======== Data for analysis ========

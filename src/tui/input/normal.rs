use chrono::{Datelike, Local};
use tracing::{debug, info};

use crate::ops::TaskError;
use crate::ops::{context_ops, task_ops};
use crate::tui::action::Action;
use crate::tui::app::{App, InputPurpose, MoveState, Mode, TextField};

use super::*;

pub(super) fn handle_normal(app: &mut App, action: Action) {
    if app.moving.is_some() {
        handle_reposition(app, action);
        return;
    }

    match action {
        Action::MoveSelection(delta) => move_selection(app, delta),
        Action::SwitchContext(delta) => {
            context_ops::cycle_context(&mut app.contexts, delta);
            app.selected = 0;
        }
        Action::ToggleComplete => {
            mutate_selected(app, "toggled completion", |t| t.done = !t.done);
        }
        Action::StartAddTask => open_text_input(app, InputPurpose::AddTask, ""),
        Action::StartEditTask => {
            if let Some(text) = app.selected_task().map(|t| t.text.clone()) {
                open_text_input(app, InputPurpose::EditTask, &text);
            }
        }
        Action::DeleteTask => delete_selected(app),
        Action::StartAddContext => open_text_input(app, InputPurpose::AddContext, ""),
        Action::StartRenameContext => {
            let current = app.contexts.current.clone();
            open_text_input(app, InputPurpose::RenameContext, &current);
        }
        Action::StartDeleteContext => {
            if app.contexts.names.len() <= 1 {
                app.error = Some(TaskError::LastContext);
            } else {
                open_text_input(app, InputPurpose::ConfirmDeleteContext, "");
            }
        }
        Action::StartAddTag => {
            if app.selected_id().is_some() {
                open_text_input(app, InputPurpose::AddTag, "");
            }
        }
        Action::StartRemoveTag => start_remove_tag(app),
        Action::TogglePriority => {
            mutate_selected(app, "cycled priority", |t| t.priority = t.priority.cycle());
        }
        Action::StartSetDueDate => {
            if app.selected_id().is_some() {
                open_date_input(app);
            }
        }
        Action::ClearDueDate => {
            if app.selected_task().is_some_and(|t| t.has_due_date()) {
                mutate_selected(app, "cleared due date", |t| t.due_date.clear());
            }
        }
        Action::Undo => undo(app),
        Action::ToggleMoveMode => start_reposition(app),
        Action::OpenKanban => {
            app.kanban_scroll_x = 0;
            app.kanban_scroll_y = 0;
            app.mode = Mode::Kanban;
        }
        Action::OpenStats => app.mode = Mode::Statistics,
        Action::OpenHelp => app.show_help = true,
        Action::Quit => app.should_quit = true,
        _ => {}
    }
}

/// Move the highlight, wrapping around the filtered view
fn move_selection(app: &mut App, delta: isize) {
    let count = app.filtered_count();
    if count == 0 {
        return;
    }
    app.selected = (app.selected as isize + delta).rem_euclid(count as isize) as usize;
}

fn delete_selected(app: &mut App) {
    let Some(id) = app.selected_id() else {
        return;
    };
    app.capture_undo();
    task_ops::remove(&mut app.tasks, id);
    app.clamp_selection();
    info!(id, "deleted task");
    app.persist();
}

fn start_remove_tag(app: &mut App) {
    let Some(task) = app.selected_task() else {
        return;
    };
    if task.tags.is_empty() {
        app.error = Some(TaskError::NoTags);
        return;
    }
    let checks = vec![false; task.tags.len()];
    app.mode = Mode::TagRemoval { index: 0, checks };
}

/// Date dialog pre-filled with today's date
fn open_date_input(app: &mut App) {
    let today = Local::now().date_naive();
    app.mode = Mode::DateInput {
        fields: [
            TextField::with_text(format!("{:02}", today.day())),
            TextField::with_text(format!("{:02}", today.month())),
            TextField::with_text(today.year().to_string()),
        ],
        focus: 0,
    };
}

fn undo(app: &mut App) {
    match app.undo.restore() {
        Ok(snapshot) => {
            app.tasks = snapshot;
            context_ops::reconcile(&mut app.contexts, &app.tasks);
            app.selected = 0;
            debug!(remaining = app.undo.len(), "undo");
            app.persist();
        }
        Err(e) => app.error = Some(e),
    }
}

fn start_reposition(app: &mut App) {
    let Some(id) = app.selected_id() else {
        return;
    };
    app.moving = Some(MoveState {
        id,
        original: app.tasks.clone(),
    });
}

/// While repositioning only movement, finish, cancel, quit and help apply.
fn handle_reposition(app: &mut App, action: Action) {
    match action {
        Action::MoveSelection(delta) => {
            let context = app.contexts.current.clone();
            if let Some(pos) =
                task_ops::shift_within_context(&mut app.tasks, &context, app.selected, delta)
            {
                app.selected = pos;
            }
        }
        Action::ToggleMoveMode => finish_reposition(app),
        Action::Cancel => {
            if let Some(state) = app.moving.take() {
                app.tasks = state.original;
                app.select_id(state.id);
            }
        }
        Action::Quit => {
            finish_reposition(app);
            app.should_quit = true;
        }
        Action::OpenHelp => app.show_help = true,
        _ => {}
    }
}

/// Leave reposition. One undo entry covers the whole move.
fn finish_reposition(app: &mut App) {
    let Some(state) = app.moving.take() else {
        return;
    };
    if state.original != app.tasks {
        app.undo.push(state.original);
        debug!(id = state.id, "repositioned task");
        app.persist();
    }
}
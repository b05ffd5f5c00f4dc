use crate::ops::task_ops;
use crate::tui::action::Action;
use crate::tui::app::{App, Mode};

use super::*;

pub(super) fn handle_tag_removal(app: &mut App, action: Action) {
    match action {
        Action::Cancel => app.mode = Mode::Normal,
        Action::NavigateChecklist(delta) => {
            if let Mode::TagRemoval { index, checks } = &mut app.mode {
                let last = checks.len().saturating_sub(1);
                *index = index.saturating_add_signed(delta).min(last);
            }
        }
        Action::ToggleCheck => {
            if let Mode::TagRemoval { index, checks } = &mut app.mode
                && let Some(flag) = checks.get_mut(*index)
            {
                *flag = !*flag;
            }
        }
        Action::Commit => {
            let Mode::TagRemoval { checks, .. } = std::mem::replace(&mut app.mode, Mode::Normal)
            else {
                return;
            };
            if checks.iter().any(|&c| c) {
                mutate_selected(app, "removed tags", |t| {
                    task_ops::remove_checked_tags(t, &checks);
                });
            }
        }
        _ => {}
    }
}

========

### [Work instruction]
Wherever the string "isize" occurs in the data, copy the line that holds it.

### [Answer for the task]
fn move_selection(app: &mut App, delta: isize) {
    app.selected = (app.selected as isize + delta).rem_euclid(count as isize) as usize;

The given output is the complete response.